GIVEN DATA:
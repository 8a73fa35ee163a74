//! SQLite store.
//!
//! One database file holds every store:
//! - `agent_memory`: full message list per (agent, principal), JSON-encoded
//! - `agent_files`: artifacts keyed by (principal, path)
//! - `agent_tasks`: tasks, ordered by insertion
//! - `agent_configs`: persona overrides keyed by (agent, key)
//! - `session_history`: append-only shared transcripts
//!
//! Writes use `ON CONFLICT ... DO UPDATE` upserts, so the last write wins.

use async_trait::async_trait;
use boardroom_core::error::StoreError;
use boardroom_core::message::ConversationMessage;
use boardroom_core::store::{
    ArtifactStore, ConfigOverride, ConfigStore, HistoryStore, MemoryStore, NewTask, Task,
    TaskPriority, TaskStatus, TaskStore, TaskUpdate,
};
use chrono::Utc;
use sqlx::sqlite::{SqliteConnectOptions, SqliteJournalMode, SqlitePoolOptions, SqliteSynchronous};
use sqlx::{Row, SqlitePool};
use std::str::FromStr;
use tracing::{debug, info, warn};

use crate::normalize_path;

pub struct SqliteStore {
    pool: SqlitePool,
}

impl SqliteStore {
    /// Open (or create) a database and run migrations.
    ///
    /// Pass `"sqlite::memory:"` for an ephemeral database. In-memory databases
    /// are per-connection, so the pool is pinned to a single long-lived one.
    pub async fn new(url: &str) -> Result<Self, StoreError> {
        let options = SqliteConnectOptions::from_str(url)
            .map_err(|e| StoreError::Storage(format!("Invalid SQLite path: {e}")))?
            .create_if_missing(true)
            .journal_mode(SqliteJournalMode::Wal)
            .synchronous(SqliteSynchronous::Normal);

        let in_memory = url.contains(":memory:");
        let pool_options = if in_memory {
            SqlitePoolOptions::new()
                .max_connections(1)
                .min_connections(1)
                .idle_timeout(None::<std::time::Duration>)
                .max_lifetime(None::<std::time::Duration>)
        } else {
            SqlitePoolOptions::new().max_connections(4)
        };

        let pool = pool_options
            .connect_with(options)
            .await
            .map_err(|e| StoreError::Storage(format!("Failed to open SQLite: {e}")))?;

        let store = Self { pool };
        store.run_migrations().await?;
        info!("SQLite store initialized at {url}");
        Ok(store)
    }

    /// Create from an existing pool (useful for testing).
    pub async fn from_pool(pool: SqlitePool) -> Result<Self, StoreError> {
        let store = Self { pool };
        store.run_migrations().await?;
        Ok(store)
    }

    async fn run_migrations(&self) -> Result<(), StoreError> {
        let statements = [
            (
                "agent_memory",
                r#"
                CREATE TABLE IF NOT EXISTS agent_memory (
                    agent_id     TEXT NOT NULL,
                    principal_id TEXT NOT NULL,
                    history      TEXT NOT NULL DEFAULT '[]',
                    updated_at   TEXT NOT NULL,
                    PRIMARY KEY (agent_id, principal_id)
                )
                "#,
            ),
            (
                "agent_files",
                r#"
                CREATE TABLE IF NOT EXISTS agent_files (
                    principal_id TEXT NOT NULL,
                    path         TEXT NOT NULL,
                    content      TEXT NOT NULL,
                    agent_id     TEXT NOT NULL,
                    updated_at   TEXT NOT NULL,
                    PRIMARY KEY (principal_id, path)
                )
                "#,
            ),
            (
                "agent_tasks",
                r#"
                CREATE TABLE IF NOT EXISTS agent_tasks (
                    iid          INTEGER PRIMARY KEY AUTOINCREMENT,
                    id           TEXT UNIQUE NOT NULL,
                    title        TEXT NOT NULL,
                    description  TEXT NOT NULL DEFAULT '',
                    assigned_to  TEXT,
                    priority     TEXT NOT NULL,
                    status       TEXT NOT NULL,
                    created_at   TEXT NOT NULL
                )
                "#,
            ),
            (
                "agent_configs",
                r#"
                CREATE TABLE IF NOT EXISTS agent_configs (
                    agent_id   TEXT NOT NULL,
                    key        TEXT NOT NULL,
                    value      TEXT NOT NULL,
                    seq        INTEGER NOT NULL,
                    PRIMARY KEY (agent_id, key)
                )
                "#,
            ),
            (
                "session_history",
                r#"
                CREATE TABLE IF NOT EXISTS session_history (
                    iid        INTEGER PRIMARY KEY AUTOINCREMENT,
                    session_id TEXT NOT NULL,
                    message    TEXT NOT NULL
                )
                "#,
            ),
            (
                "session index",
                "CREATE INDEX IF NOT EXISTS idx_session_history ON session_history(session_id, iid)",
            ),
        ];

        for (name, sql) in statements {
            sqlx::query(sql)
                .execute(&self.pool)
                .await
                .map_err(|e| StoreError::MigrationFailed(format!("{name}: {e}")))?;
        }

        debug!("SQLite migrations complete");
        Ok(())
    }

    fn row_to_task(row: &sqlx::sqlite::SqliteRow) -> Result<Task, StoreError> {
        let get = |col: &str| -> Result<String, StoreError> {
            row.try_get(col)
                .map_err(|e| StoreError::QueryFailed(format!("{col} column: {e}")))
        };

        let created_at = chrono::DateTime::parse_from_rfc3339(&get("created_at")?)
            .map(|dt| dt.with_timezone(&Utc))
            .unwrap_or_else(|_| Utc::now());
        let assigned_to: Option<String> = row
            .try_get("assigned_to")
            .map_err(|e| StoreError::QueryFailed(format!("assigned_to column: {e}")))?;
        let status_raw = get("status")?;
        let status = TaskStatus::parse(&status_raw).unwrap_or_else(|| {
            warn!(status = %status_raw, "Unknown task status, treating as open");
            TaskStatus::Open
        });

        Ok(Task {
            id: get("id")?,
            title: get("title")?,
            description: get("description")?,
            assigned_to,
            priority: TaskPriority::parse_lenient(&get("priority")?),
            status,
            created_at,
        })
    }

    async fn fetch_task(&self, id: &str) -> Result<Option<Task>, StoreError> {
        let row = sqlx::query("SELECT * FROM agent_tasks WHERE id = ?1")
            .bind(id)
            .fetch_optional(&self.pool)
            .await
            .map_err(|e| StoreError::QueryFailed(format!("SELECT task: {e}")))?;
        row.as_ref().map(Self::row_to_task).transpose()
    }
}

fn decode_messages(json: &str) -> Result<Vec<ConversationMessage>, StoreError> {
    serde_json::from_str(json).map_err(|e| StoreError::QueryFailed(format!("Corrupted history: {e}")))
}

#[async_trait]
impl MemoryStore for SqliteStore {
    async fn get(&self, agent_id: &str, principal_id: &str) -> Result<Vec<ConversationMessage>, StoreError> {
        let row = sqlx::query("SELECT history FROM agent_memory WHERE agent_id = ?1 AND principal_id = ?2")
            .bind(agent_id)
            .bind(principal_id)
            .fetch_optional(&self.pool)
            .await
            .map_err(|e| StoreError::QueryFailed(format!("SELECT memory: {e}")))?;

        match row {
            Some(row) => {
                let history: String = row
                    .try_get("history")
                    .map_err(|e| StoreError::QueryFailed(format!("history column: {e}")))?;
                decode_messages(&history)
            }
            None => Ok(Vec::new()),
        }
    }

    async fn put(
        &self,
        agent_id: &str,
        principal_id: &str,
        messages: &[ConversationMessage],
    ) -> Result<(), StoreError> {
        let history = serde_json::to_string(messages)
            .map_err(|e| StoreError::Storage(format!("History serialization: {e}")))?;

        sqlx::query(
            r#"
            INSERT INTO agent_memory (agent_id, principal_id, history, updated_at)
            VALUES (?1, ?2, ?3, ?4)
            ON CONFLICT(agent_id, principal_id) DO UPDATE SET
                history = excluded.history,
                updated_at = excluded.updated_at
            "#,
        )
        .bind(agent_id)
        .bind(principal_id)
        .bind(&history)
        .bind(Utc::now().to_rfc3339())
        .execute(&self.pool)
        .await
        .map_err(|e| StoreError::Storage(format!("UPSERT memory failed: {e}")))?;

        debug!(agent_id, principal_id, count = messages.len(), "Memory saved");
        Ok(())
    }
}

#[async_trait]
impl ArtifactStore for SqliteStore {
    async fn list(&self, principal_id: &str) -> Result<Vec<String>, StoreError> {
        let rows = sqlx::query("SELECT path FROM agent_files WHERE principal_id = ?1 ORDER BY path")
            .bind(principal_id)
            .fetch_all(&self.pool)
            .await
            .map_err(|e| StoreError::QueryFailed(format!("SELECT files: {e}")))?;

        rows.iter()
            .map(|r| {
                r.try_get("path")
                    .map_err(|e| StoreError::QueryFailed(format!("path column: {e}")))
            })
            .collect()
    }

    async fn save(&self, path: &str, content: &str, agent_id: &str, principal_id: &str) -> Result<(), StoreError> {
        let path = normalize_path(path)?;
        sqlx::query(
            r#"
            INSERT INTO agent_files (principal_id, path, content, agent_id, updated_at)
            VALUES (?1, ?2, ?3, ?4, ?5)
            ON CONFLICT(principal_id, path) DO UPDATE SET
                content = excluded.content,
                agent_id = excluded.agent_id,
                updated_at = excluded.updated_at
            "#,
        )
        .bind(principal_id)
        .bind(&path)
        .bind(content)
        .bind(agent_id)
        .bind(Utc::now().to_rfc3339())
        .execute(&self.pool)
        .await
        .map_err(|e| StoreError::Storage(format!("UPSERT file failed: {e}")))?;
        Ok(())
    }

    async fn load(&self, path: &str, principal_id: &str) -> Result<Option<String>, StoreError> {
        let path = normalize_path(path)?;
        let row = sqlx::query("SELECT content FROM agent_files WHERE principal_id = ?1 AND path = ?2")
            .bind(principal_id)
            .bind(&path)
            .fetch_optional(&self.pool)
            .await
            .map_err(|e| StoreError::QueryFailed(format!("SELECT file: {e}")))?;

        row.map(|r| {
            r.try_get("content")
                .map_err(|e| StoreError::QueryFailed(format!("content column: {e}")))
        })
        .transpose()
    }
}

#[async_trait]
impl TaskStore for SqliteStore {
    async fn create(&self, task: NewTask) -> Result<Task, StoreError> {
        let task = Task::from_new(task);
        sqlx::query(
            r#"
            INSERT INTO agent_tasks (id, title, description, assigned_to, priority, status, created_at)
            VALUES (?1, ?2, ?3, ?4, ?5, ?6, ?7)
            "#,
        )
        .bind(&task.id)
        .bind(&task.title)
        .bind(&task.description)
        .bind(&task.assigned_to)
        .bind(task.priority.as_str())
        .bind(task.status.as_str())
        .bind(task.created_at.to_rfc3339())
        .execute(&self.pool)
        .await
        .map_err(|e| StoreError::Storage(format!("INSERT task failed: {e}")))?;
        Ok(task)
    }

    async fn list(&self) -> Result<Vec<Task>, StoreError> {
        let rows = sqlx::query("SELECT * FROM agent_tasks ORDER BY iid")
            .fetch_all(&self.pool)
            .await
            .map_err(|e| StoreError::QueryFailed(format!("SELECT tasks: {e}")))?;
        rows.iter().map(Self::row_to_task).collect()
    }

    async fn update(&self, id: &str, update: TaskUpdate) -> Result<Option<Task>, StoreError> {
        let Some(mut task) = self.fetch_task(id).await? else {
            return Ok(None);
        };
        task.apply(update);

        sqlx::query("UPDATE agent_tasks SET assigned_to = ?1, priority = ?2, status = ?3 WHERE id = ?4")
            .bind(&task.assigned_to)
            .bind(task.priority.as_str())
            .bind(task.status.as_str())
            .bind(id)
            .execute(&self.pool)
            .await
            .map_err(|e| StoreError::Storage(format!("UPDATE task failed: {e}")))?;
        Ok(Some(task))
    }
}

#[async_trait]
impl ConfigStore for SqliteStore {
    async fn list_overrides(&self) -> Result<Vec<ConfigOverride>, StoreError> {
        let rows = sqlx::query("SELECT agent_id, key, value FROM agent_configs ORDER BY seq")
            .fetch_all(&self.pool)
            .await
            .map_err(|e| StoreError::QueryFailed(format!("SELECT configs: {e}")))?;

        rows.iter()
            .map(|r| {
                let col = |name: &str| -> Result<String, StoreError> {
                    r.try_get(name)
                        .map_err(|e| StoreError::QueryFailed(format!("{name} column: {e}")))
                };
                Ok(ConfigOverride::new(col("agent_id")?, col("key")?, col("value")?))
            })
            .collect()
    }

    async fn upsert_override(&self, agent_id: &str, key: &str, value: &str) -> Result<(), StoreError> {
        sqlx::query(
            r#"
            INSERT INTO agent_configs (agent_id, key, value, seq)
            VALUES (?1, ?2, ?3, (SELECT COALESCE(MAX(seq), 0) + 1 FROM agent_configs))
            ON CONFLICT(agent_id, key) DO UPDATE SET
                value = excluded.value,
                seq = excluded.seq
            "#,
        )
        .bind(agent_id)
        .bind(key)
        .bind(value)
        .execute(&self.pool)
        .await
        .map_err(|e| StoreError::Storage(format!("UPSERT config failed: {e}")))?;
        Ok(())
    }
}

#[async_trait]
impl HistoryStore for SqliteStore {
    async fn load_history(&self, session_id: &str) -> Result<Vec<ConversationMessage>, StoreError> {
        let rows = sqlx::query("SELECT message FROM session_history WHERE session_id = ?1 ORDER BY iid")
            .bind(session_id)
            .fetch_all(&self.pool)
            .await
            .map_err(|e| StoreError::QueryFailed(format!("SELECT history: {e}")))?;

        let mut messages = Vec::with_capacity(rows.len());
        for row in &rows {
            let raw: String = row
                .try_get("message")
                .map_err(|e| StoreError::QueryFailed(format!("message column: {e}")))?;
            match serde_json::from_str(&raw) {
                Ok(msg) => messages.push(msg),
                Err(e) => warn!(error = %e, session_id, "Skipping corrupted history row"),
            }
        }
        Ok(messages)
    }

    async fn append_history(&self, session_id: &str, message: &ConversationMessage) -> Result<(), StoreError> {
        let raw = serde_json::to_string(message)
            .map_err(|e| StoreError::Storage(format!("Message serialization: {e}")))?;
        sqlx::query("INSERT INTO session_history (session_id, message) VALUES (?1, ?2)")
            .bind(session_id)
            .bind(&raw)
            .execute(&self.pool)
            .await
            .map_err(|e| StoreError::Storage(format!("INSERT history failed: {e}")))?;
        Ok(())
    }
}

EXERCISE DESCRIPTION:
Report each line above that includes the string "database".

SOLUTION TO THIS EXERCISE:
//! One database file holds every store:
    /// Open (or create) a database and run migrations.
    /// Pass `"sqlite::memory:"` for an ephemeral database. In-memory databases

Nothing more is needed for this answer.